Here’s how different contraception methods can affect your periods
Contraception is a safe and efficacious way to prevent pregnancy by way of birth control pills, devices, or surgery. However, variations in menstrual bleeding behaviours are linked with all hormonal contraceptives. Some individuals may notice irregular bleeding or spotting when trying a new hormonal contraception method. Others may recognize transformations in the duration or heaviness of the bleeding, and for some, bleeding might stop completely. Well, contraception may cause side effects for some people, but they usually go away in a few months.
Here’s everything you need to know contraception affects periods
1. Birth control pills
A combined hormonal contraceptive pill contains hormones that mislead the body into not discharging an egg that month, preventing ovulation and embryo implantation.

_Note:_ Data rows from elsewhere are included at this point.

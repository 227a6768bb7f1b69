//! Periodic refresh timer.

use std::time::Duration;

use tokio::sync::mpsc;
use tokio::task::JoinHandle;
use tokio::time::{Instant, MissedTickBehavior};
use tracing::debug;

/// Marker sent on every timer expiry.
#[derive(Debug, Clone, Copy, PartialEq, Eq)]
pub struct TimerTick;

/// Single owned timer. The task handle is the only running state, so
/// `restart()` and `stop()` are idempotent from any caller.
#[derive(Debug)]
pub struct RefreshTimer {
    period: Duration,
    ticks: mpsc::UnboundedSender<TimerTick>,
    handle: Option<JoinHandle<()>>,
}

impl RefreshTimer {
    pub fn new(period: Duration, ticks: mpsc::UnboundedSender<TimerTick>) -> Self {
        Self {
            period,
            ticks,
            handle: None,
        }
    }

    /// Start a fresh cycle; the next tick is one full period from now.
    /// Must be called from within a tokio runtime.
    pub fn restart(&mut self) {
        self.stop();
        let period = self.period;
        let first = Instant::now() + period;
        let ticks = self.ticks.clone();
        self.handle = Some(tokio::spawn(async move {
            let mut ticker = tokio::time::interval_at(first, period);
            ticker.set_missed_tick_behavior(MissedTickBehavior::Skip);
            loop {
                ticker.tick().await;
                if ticks.send(TimerTick).is_err() {
                    break;
                }
            }
        }));
        debug!(period_ms = period.as_millis() as u64, "[REFRESH] timer restarted");
    }

    pub fn stop(&mut self) {
        if let Some(handle) = self.handle.take() {
            handle.abort();
        }
    }
}

impl Drop for RefreshTimer {
    fn drop(&mut self) {
        self.stop();
    }
}

#[cfg(test)]
mod tests {
    use super::*;

    async fn drain(rx: &mut mpsc::UnboundedReceiver<TimerTick>) -> usize {
        tokio::task::yield_now().await;
        let mut n = 0;
        while rx.try_recv().is_ok() {
            n += 1;
        }
        n
    }

    #[tokio::test(start_paused = true)]
    async fn ticks_once_per_period() {
        let (tx, mut rx) = mpsc::unbounded_channel();
        let mut timer = RefreshTimer::new(Duration::from_secs(1), tx);
        timer.restart();

        tokio::time::sleep(Duration::from_millis(500)).await;
        assert_eq!(drain(&mut rx).await, 0);
        tokio::time::sleep(Duration::from_millis(600)).await;
        assert_eq!(drain(&mut rx).await, 1);
        tokio::time::sleep(Duration::from_secs(1)).await;
        assert_eq!(drain(&mut rx).await, 1);
    }

    #[tokio::test(start_paused = true)]
    async fn restart_resets_phase() {
        let (tx, mut rx) = mpsc::unbounded_channel();
        let mut timer = RefreshTimer::new(Duration::from_secs(1), tx);
        timer.restart();
        tokio::time::sleep(Duration::from_millis(800)).await;
        timer.restart();
        timer.restart();
        tokio::time::sleep(Duration::from_millis(800)).await;
        assert_eq!(drain(&mut rx).await, 0);
        tokio::time::sleep(Duration::from_millis(300)).await;
        assert_eq!(drain(&mut rx).await, 1);
    }

    #[tokio::test(start_paused = true)]
    async fn stop_is_idempotent() {
        let (tx, mut rx) = mpsc::unbounded_channel();
        let mut timer = RefreshTimer::new(Duration::from_secs(1), tx);
        timer.stop();
        timer.restart();
        timer.stop();
        timer.stop();
        tokio::time::sleep(Duration::from_secs(3)).await;
        assert_eq!(drain(&mut rx).await, 0);
    }
}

Regardless of which contraception pill you consume, you may undergo infrequent spotting or bleeding within the first few months of use. When compared to combination pills that consist of estrogen and progestin, this is more frequent when taking progestin-only pills (mini-pills). Bleeding between periods can also occur as a consequence of failing to take a pill or taking it too late.

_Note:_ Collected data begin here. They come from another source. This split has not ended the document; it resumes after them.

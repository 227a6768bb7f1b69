//! Deposit-quote state: focus, recomputation and balance checks.

pub mod coordinator;
pub mod focus;
pub mod validator;

pub use coordinator::{QuoteRequest, RecomputeCoordinator};
pub use focus::FocusTracker;
pub use validator::{Balances, ValidationVerdict, validate};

2. Intrauterine devices (IUD)
Copper IUD and the progestin IUD are the two types of IUDs readily accessible. The copper IUD develops an unfavorable environment for sperm, blocking it from accessing the egg and fertilizing it. The hormonal IUD secretes the hormone progestin, which thins the uterine lining and thickens cervical mucus, preventing childbirth by disabling sperm from entering the uterus. Spotting between periods, as well as irregular and menstrual cramping, is common in the first three to six months of using a copper IUD or a progestin IUD. Most women discover that this improves with time.
3. Emergency contraceptives
The morning after pill shortens your monthly cycle, causing your period to arrive sooner or later than anticipated. If you use emergency contraception pills during the first three weeks of your cycle, your period will most likely show up early. Your period could also be prolonged. In most instances, the earlier you are in your cycle, the faster your period will arrive. Your periods may be delayed if you use emergency contraceptive pills after ovulation.

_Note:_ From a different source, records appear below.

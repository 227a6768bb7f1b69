//! Configuration loader and application settings.

use std::path::PathBuf;
use std::str::FromStr;
use std::time::Duration;

use bigdecimal::BigDecimal;

use crate::errors::{AppError, Result};
use crate::pool::PoolId;
use crate::quote::Balances;

const DEFAULT_REFRESH_INTERVAL_MS: u64 = 1_000;
const DEFAULT_SLIPPAGE_BPS: u32 = 100;

/// Consolidated application configuration.
#[derive(Debug, Clone)]
pub struct AppConfig {
    /// Pool to quote against.
    pub pool_id: PoolId,
    /// JSON file holding the latest pool observation.
    pub snapshot_path: PathBuf,
    /// Wallet balances used for validation.
    pub balances: Balances,
    pub service: ServiceConfig,
}

/// Knobs of the quote service itself.
#[derive(Debug, Clone, PartialEq, Eq)]
pub struct ServiceConfig {
    /// Period of the refresh timer.
    pub refresh_interval: Duration,
    /// Refresh triggers closer together than this collapse into one. Kept
    /// below `refresh_interval` so late timer ticks are never swallowed.
    pub refresh_throttle: Duration,
    /// Allowance added to the derived side of a deposit, in basis points.
    pub slippage_bps: u32,
}

impl Default for ServiceConfig {
    fn default() -> Self {
        Self {
            refresh_interval: Duration::from_millis(DEFAULT_REFRESH_INTERVAL_MS),
            refresh_throttle: Duration::from_millis(DEFAULT_REFRESH_INTERVAL_MS / 2),
            slippage_bps: DEFAULT_SLIPPAGE_BPS,
        }
    }
}

impl AppConfig {
    /// Load configuration from environment variables.
    pub fn load() -> Result<Self> {
        Self::from_lookup(|key| std::env::var(key).ok())
    }

    /// Build the configuration from any key lookup.
    pub fn from_lookup(lookup: impl Fn(&str) -> Option<String>) -> Result<Self> {
        let required = |key: &str| {
            lookup(key)
                .filter(|v| !v.trim().is_empty())
                .ok_or_else(|| AppError::Config(format!("Set {key} env var")))
        };

        let pool_id = PoolId::new(required("POOL_ID")?.trim());
        let snapshot_path = PathBuf::from(required("SNAPSHOT_PATH")?);

        let refresh_interval_ms: u64 =
            parse_or(&lookup, "REFRESH_INTERVAL_MS", DEFAULT_REFRESH_INTERVAL_MS)?;
        if refresh_interval_ms == 0 {
            return Err(AppError::Config(
                "REFRESH_INTERVAL_MS must be greater than zero".into(),
            ));
        }
        // defaults to half a period
        let refresh_throttle_ms: u64 =
            parse_or(&lookup, "REFRESH_THROTTLE_MS", refresh_interval_ms / 2)?;
        if refresh_throttle_ms >= refresh_interval_ms {
            return Err(AppError::Config(
                "REFRESH_THROTTLE_MS must be less than REFRESH_INTERVAL_MS".into(),
            ));
        }
        let slippage_bps: u32 = parse_or(&lookup, "SLIPPAGE_BPS", DEFAULT_SLIPPAGE_BPS)?;

        let balances = Balances {
            base: parse_or(&lookup, "BASE_BALANCE", BigDecimal::from(0))?,
            quote: parse_or(&lookup, "QUOTE_BALANCE", BigDecimal::from(0))?,
        };

        Ok(Self {
            pool_id,
            snapshot_path,
            balances,
            service: ServiceConfig {
                refresh_interval: Duration::from_millis(refresh_interval_ms),
                refresh_throttle: Duration::from_millis(refresh_throttle_ms),
                slippage_bps,
            },
        })
    }
}

fn parse_or<T>(lookup: &impl Fn(&str) -> Option<String>, key: &str, default: T) -> Result<T>
where
    T: FromStr,
    T::Err: std::fmt::Display,
{
    match lookup(key) {
        Some(raw) if !raw.trim().is_empty() => raw
            .trim()
            .parse()
            .map_err(|e| AppError::Config(format!("{key} is invalid ({raw:?}): {e}"))),
        _ => Ok(default),
    }
}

Know what are the normal side effects of birth control ways on menstrual health
In the first few months of using any hormonal contraceptive, irregular menstruation and bleeding between periods are normal, but they usually improve as time passes. But we should use any contraception method with caution, as any hormonal imbalance can lead to long term implications for the body. Since every woman’s body responds slightly differently to several methods of contraception, determining on your own when irregular bleeding is undesirable or abnormal can be difficult. We advise you to visit a gynaecologist and take their suggestions for contraceptives.